Work item: Reproduce exactly, from the data that follows, the line with "pub fn resolve(path: &str, session: &Session)", the line with "pub mod token;", and every line that lies between them.

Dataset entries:
^^^^^^^^
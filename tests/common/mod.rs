#![allow(dead_code)]

use std::sync::Arc;

use axum::{
    body::Body,
    http::{header, Method, Request, StatusCode},
    Router,
};
use serde_json::Value;
use todo_auth_api::{config::Config, db, route::create_router, AppState};
use tower::ServiceExt;

pub const SECRET: &str = "integration-secret";

pub fn test_config() -> Config {
    Config {
        port: 0,
        jwt_secret: SECRET.to_string(),
        database_url: "sqlite::memory:".to_string(),
        cors_origin: None,
        bcrypt_cost: 4,
    }
}

pub async fn test_app() -> Router {
    let pool = db::connect_in_memory().await.unwrap();
    db::init_schema(&pool).await.unwrap();
    create_router(Arc::new(AppState::new(pool, &test_config())))
}

/// App state over a real SQLite file in `dir`, with the production pool size.
pub async fn file_backed_state(dir: &std::path::Path) -> Arc<AppState> {
    let url = format!("sqlite://{}", dir.join("todos.db").display());
    let pool = db::connect(&url).await.unwrap();
    db::init_schema(&pool).await.unwrap();
    Arc::new(AppState::new(pool, &test_config()))
}

pub fn call(
    app: &Router,
    method: Method,
    uri: &str,
    token: Option<&str>,
    body: Option<Value>,
) -> impl std::future::Future<Output = (StatusCode, Value)> + Send + 'static {
    // `Router` is not `Sync`, so clone it and build the request before the
    // future is created; the returned future then owns everything it needs.
    let app = app.clone();
    let mut request = Request::builder().method(method).uri(uri);
    if let Some(token) = token {
        request = request.header(header::AUTHORIZATION, format!("Bearer {token}"));
    }
    let request = match body {
        Some(body) => request
            .header(header::CONTENT_TYPE, "application/json")
            .body(Body::from(body.to_string()))
            .unwrap(),
        None => request.body(Body::empty()).unwrap(),
    };

    async move {
        let response = app.oneshot(request).await.unwrap();
        let status = response.status();
        let bytes = hyper::body::to_bytes(response.into_body()).await.unwrap();
        let json = if bytes.is_empty() {
            Value::Null
        } else {
            serde_json::from_slice(&bytes).unwrap()
        };
        (status, json)
    }
}

/// Register `username` and return a fresh login token for it.
pub async fn register_and_login(app: &Router, username: &str) -> (i64, String) {
    let creds = serde_json::json!({ "username": username, "password": "hunter2" });
    let (status, user) = call(app, Method::POST, "/auth/register", None, Some(creds.clone())).await;
    assert_eq!(status, StatusCode::CREATED);

    let (status, login) = call(app, Method::POST, "/auth/login", None, Some(creds)).await;
    assert_eq!(status, StatusCode::OK);
    (
        user["id"].as_i64().unwrap(),
        login["token"].as_str().unwrap().to_string(),
    )
}
use super::session::Session;

#[derive(Debug, Clone, Copy, PartialEq, Eq)]
pub enum View {
    Login,
    Register,
    Todos,
}

/// Outcome of a view action.
#[derive(Debug, Clone, Copy, PartialEq, Eq)]
pub enum Navigation {
    Stay,
    Login,
}

/// Resolve `path` to the view to show. The todo list requires a logged-in
/// session and falls back to the login view otherwise.
pub fn resolve(path: &str, session: &Session) -> Option<View> {
    let view = match path.trim_end_matches('/') {
        "" | "/todos" => View::Todos,
        "/login" => View::Login,
        "/register" => View::Register,
        _ => return None,
    };

    if view == View::Todos && !session.is_authenticated() {
        return Some(View::Login);
    }
    Some(view)
}

#[cfg(test)]
mod tests {
    use super::*;
    use crate::{client::session::MemoryStore, model::UserInfo};

    #[test]
    fn todos_require_login() {
        let mut session = Session::restore(MemoryStore::default());
        assert_eq!(resolve("/", &session), Some(View::Login));
        assert_eq!(resolve("/todos", &session), Some(View::Login));
        assert_eq!(resolve("/register", &session), Some(View::Register));

        session
            .login(
                "tok".into(),
                UserInfo {
                    id: 1,
                    username: "ada".into(),
                },
            )
            .unwrap();
        assert_eq!(resolve("/", &session), Some(View::Todos));
        assert_eq!(resolve("/todos/", &session), Some(View::Todos));
    }

    #[test]
    fn unknown_paths_resolve_to_nothing() {
        let session = Session::restore(MemoryStore::default());
        assert_eq!(resolve("/admin", &session), None);
    }
}
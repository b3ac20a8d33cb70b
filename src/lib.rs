pub mod client;
pub mod config;
pub mod credentials;
pub mod db;
pub mod error;
pub mod handler;
pub mod middleware;
pub mod model;
pub mod repository;
pub mod route;
pub mod schema;
pub mod token;

use config::Config;
use credentials::CredentialStore;
use db::Db;
use repository::TodoRepository;
use token::TokenIssuer;

// Struct representing the application state
pub struct AppState {
    pub credentials: CredentialStore,
    pub tokens: TokenIssuer,
    pub todos: TodoRepository,
}

impl AppState {
    pub fn new(db: Db, config: &Config) -> Self {
        Self {
            credentials: CredentialStore::new(db.clone(), config.bcrypt_cost),
            tokens: TokenIssuer::new(&config.jwt_secret),
            todos: TodoRepository::new(db),
        }
    }
}
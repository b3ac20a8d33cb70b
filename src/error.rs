use axum::{
    extract::rejection::{JsonRejection, PathRejection},
    http::StatusCode,
    response::{IntoResponse, Response},
    Json,
};

use crate::{
    credentials::CredentialError, repository::RepositoryError, schema::ErrorResponse,
    token::TokenError,
};

/// Errors surfaced by the HTTP layer. Every variant renders as `{ "error": message }`.
#[derive(Debug, thiserror::Error)]
pub enum AppError {
    #[error("{0}")]
    InvalidInput(String),
    #[error("Invalid username or password")]
    InvalidCredentials,
    #[error("Access denied")]
    Unauthorized,
    #[error("Invalid token")]
    Forbidden,
    #[error("{0}")]
    Conflict(String),
    // "does not exist" and "belongs to someone else" share one answer
    #[error("Todo not found or unauthorized")]
    NotFoundOrUnauthorized,
    #[error("Internal server error")]
    Internal(String),
}

impl AppError {
    pub fn status(&self) -> StatusCode {
        match self {
            AppError::InvalidInput(_) | AppError::InvalidCredentials => StatusCode::BAD_REQUEST,
            AppError::Unauthorized => StatusCode::UNAUTHORIZED,
            AppError::Forbidden => StatusCode::FORBIDDEN,
            AppError::Conflict(_) => StatusCode::CONFLICT,
            AppError::NotFoundOrUnauthorized => StatusCode::NOT_FOUND,
            AppError::Internal(_) => StatusCode::INTERNAL_SERVER_ERROR,
        }
    }
}

impl IntoResponse for AppError {
    fn into_response(self) -> Response {
        if let AppError::Internal(detail) = &self {
            tracing::error!(%detail, "request failed");
        }
        let body = ErrorResponse {
            error: self.to_string(),
        };
        (self.status(), Json(body)).into_response()
    }
}

impl From<CredentialError> for AppError {
    fn from(err: CredentialError) -> Self {
        match err {
            CredentialError::InvalidInput(msg) => AppError::InvalidInput(msg.to_string()),
            CredentialError::DuplicateUsername => {
                AppError::Conflict("Username already exists".to_string())
            }
            CredentialError::InvalidCredentials => AppError::InvalidCredentials,
            other => AppError::Internal(other.to_string()),
        }
    }
}

impl From<TokenError> for AppError {
    fn from(err: TokenError) -> Self {
        match err {
            TokenError::Missing => AppError::Unauthorized,
            TokenError::Malformed | TokenError::Expired => AppError::Forbidden,
            TokenError::Signing(e) => AppError::Internal(e.to_string()),
        }
    }
}

impl From<RepositoryError> for AppError {
    fn from(err: RepositoryError) -> Self {
        match err {
            RepositoryError::InvalidInput(msg) => AppError::InvalidInput(msg.to_string()),
            RepositoryError::NotFoundOrUnauthorized => AppError::NotFoundOrUnauthorized,
            RepositoryError::Storage(e) => AppError::Internal(e.to_string()),
        }
    }
}

impl From<JsonRejection> for AppError {
    fn from(rejection: JsonRejection) -> Self {
        AppError::InvalidInput(rejection.body_text())
    }
}

// A non-numeric id can never name a todo
impl From<PathRejection> for AppError {
    fn from(_: PathRejection) -> Self {
        AppError::NotFoundOrUnauthorized
    }
}
//! Agent-facing action layer.
//!
//! The agent never touches the ledger directly. It discovers actions through
//! the [`catalog`], reads the [`context`] it is allowed to see, and invokes
//! actions through the [`dispatcher`], which owns the permission gate and the
//! three interaction modes:
//!
//! - `sync` actions complete inside the call.
//! - `deferredRender` actions return a [`views::DeferredView`] that settles
//!   later and is superseded by newer renders of the same action.
//! - `renderAndWait` actions return an [`interactions::InteractionToken`]
//!   that is later resolved with one of the offered choices.

pub mod args;
pub mod catalog;
pub mod context;
pub mod dispatcher;
pub mod interactions;
pub mod views;

pub use args::{validate_args, ActionArgs, ActionRequest, ArgValue, TransactionFilter};
pub use catalog::{
    ActionCatalog, ActionDefinition, ActionDescriptor, ActionKind, CatalogError, InteractionMode,
    ParamSpec, ParamType,
};
pub use context::{ActorSummary, ReadableContext};
pub use dispatcher::{DispatchSettings, Dispatcher, Outcome};
pub use interactions::{
    Continuation, InteractionTable, InteractionToken, NavigationChoice, PendingInteraction,
    Resolution,
};
pub use views::{DeferredView, DeferredViews, ViewState, ViewTicket};
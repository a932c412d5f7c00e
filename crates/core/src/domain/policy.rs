use rust_decimal::Decimal;
use serde::{Deserialize, Serialize};

use crate::domain::member::Team;

#[derive(Clone, Debug, PartialEq, Eq, Hash, PartialOrd, Ord, Serialize, Deserialize)]
pub struct PolicyId(pub String);

/// Spend limit for one team. `spent` is maintained outside this system and is
/// never written by any action.
#[derive(Clone, Debug, PartialEq, Eq, Serialize, Deserialize)]
pub struct ExpensePolicy {
    pub id: PolicyId,
    pub team: Team,
    pub limit: Decimal,
    pub spent: Decimal,
}

impl ExpensePolicy {
    pub fn remaining(&self) -> Decimal {
        self.limit - self.spent
    }
}
use chrono::NaiveDate;
use rust_decimal::Decimal;
use serde::{Deserialize, Serialize};

use crate::domain::card::CardId;
use crate::domain::member::MemberId;
use crate::domain::policy::PolicyId;
use crate::errors::DomainError;

#[derive(Clone, Debug, PartialEq, Eq, Hash, PartialOrd, Ord, Serialize, Deserialize)]
pub struct TransactionId(pub String);

#[derive(Clone, Copy, Debug, PartialEq, Eq, Serialize, Deserialize)]
#[serde(rename_all = "snake_case")]
pub enum TransactionStatus {
    Pending,
    Approved,
    Denied,
}

impl TransactionStatus {
    pub fn as_str(&self) -> &'static str {
        match self {
            Self::Pending => "pending",
            Self::Approved => "approved",
            Self::Denied => "denied",
        }
    }

    pub fn is_terminal(&self) -> bool {
        !matches!(self, Self::Pending)
    }
}

#[derive(Clone, Debug, PartialEq, Eq, Serialize, Deserialize)]
pub struct TransactionNote {
    pub content: String,
    pub author_id: MemberId,
    pub date: NaiveDate,
}

#[derive(Clone, Debug, PartialEq, Eq, Serialize, Deserialize)]
pub struct Transaction {
    pub id: TransactionId,
    pub title: String,
    pub amount: Decimal,
    pub date: NaiveDate,
    pub policy_id: PolicyId,
    pub card_id: CardId,
    pub status: TransactionStatus,
    pub note: Option<TransactionNote>,
}

impl Transaction {
    pub fn can_transition_to(&self, next: TransactionStatus) -> bool {
        matches!(
            (self.status, next),
            (TransactionStatus::Pending, TransactionStatus::Approved)
                | (TransactionStatus::Pending, TransactionStatus::Denied)
        )
    }

    pub fn transition_to(&mut self, next: TransactionStatus) -> Result<(), DomainError> {
        if self.can_transition_to(next) {
            self.status = next;
            return Ok(());
        }

        Err(DomainError::InvalidTransactionTransition { from: self.status, to: next })
    }

    /// Attaches `note`, replacing an earlier one. Independent of status.
    pub fn attach_note(&mut self, note: TransactionNote) {
        self.note = Some(note);
    }
}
^^^^^^^^
Task response:
pub fn resolve(path: &str, session: &Session) -> Option<View> {
    let view = match path.trim_end_matches('/') {
        "" | "/todos" => View::Todos,
        "/login" => View::Login,
        "/register" => View::Register,
        _ => return None,
    };

    if view == View::Todos && !session.is_authenticated() {
        return Some(View::Login);
    }
    Some(view)
}

#[cfg(test)]
mod tests {
    use super::*;
    use crate::{client::session::MemoryStore, model::UserInfo};

    #[test]
    fn todos_require_login() {
        let mut session = Session::restore(MemoryStore::default());
        assert_eq!(resolve("/", &session), Some(View::Login));
        assert_eq!(resolve("/todos", &session), Some(View::Login));
        assert_eq!(resolve("/register", &session), Some(View::Register));

        session
            .login(
                "tok".into(),
                UserInfo {
                    id: 1,
                    username: "ada".into(),
                },
            )
            .unwrap();
        assert_eq!(resolve("/", &session), Some(View::Todos));
        assert_eq!(resolve("/todos/", &session), Some(View::Todos));
    }

    #[test]
    fn unknown_paths_resolve_to_nothing() {
        let session = Session::restore(MemoryStore::default());
        assert_eq!(resolve("/admin", &session), None);
    }
}
repository b3ac20a8d33cb70b
filename src/lib.rs
pub mod client;
pub mod config;
pub mod credentials;
pub mod db;
pub mod error;
pub mod handler;
pub mod middleware;
pub mod model;
pub mod repository;
pub mod route;
pub mod schema;
pub mod token;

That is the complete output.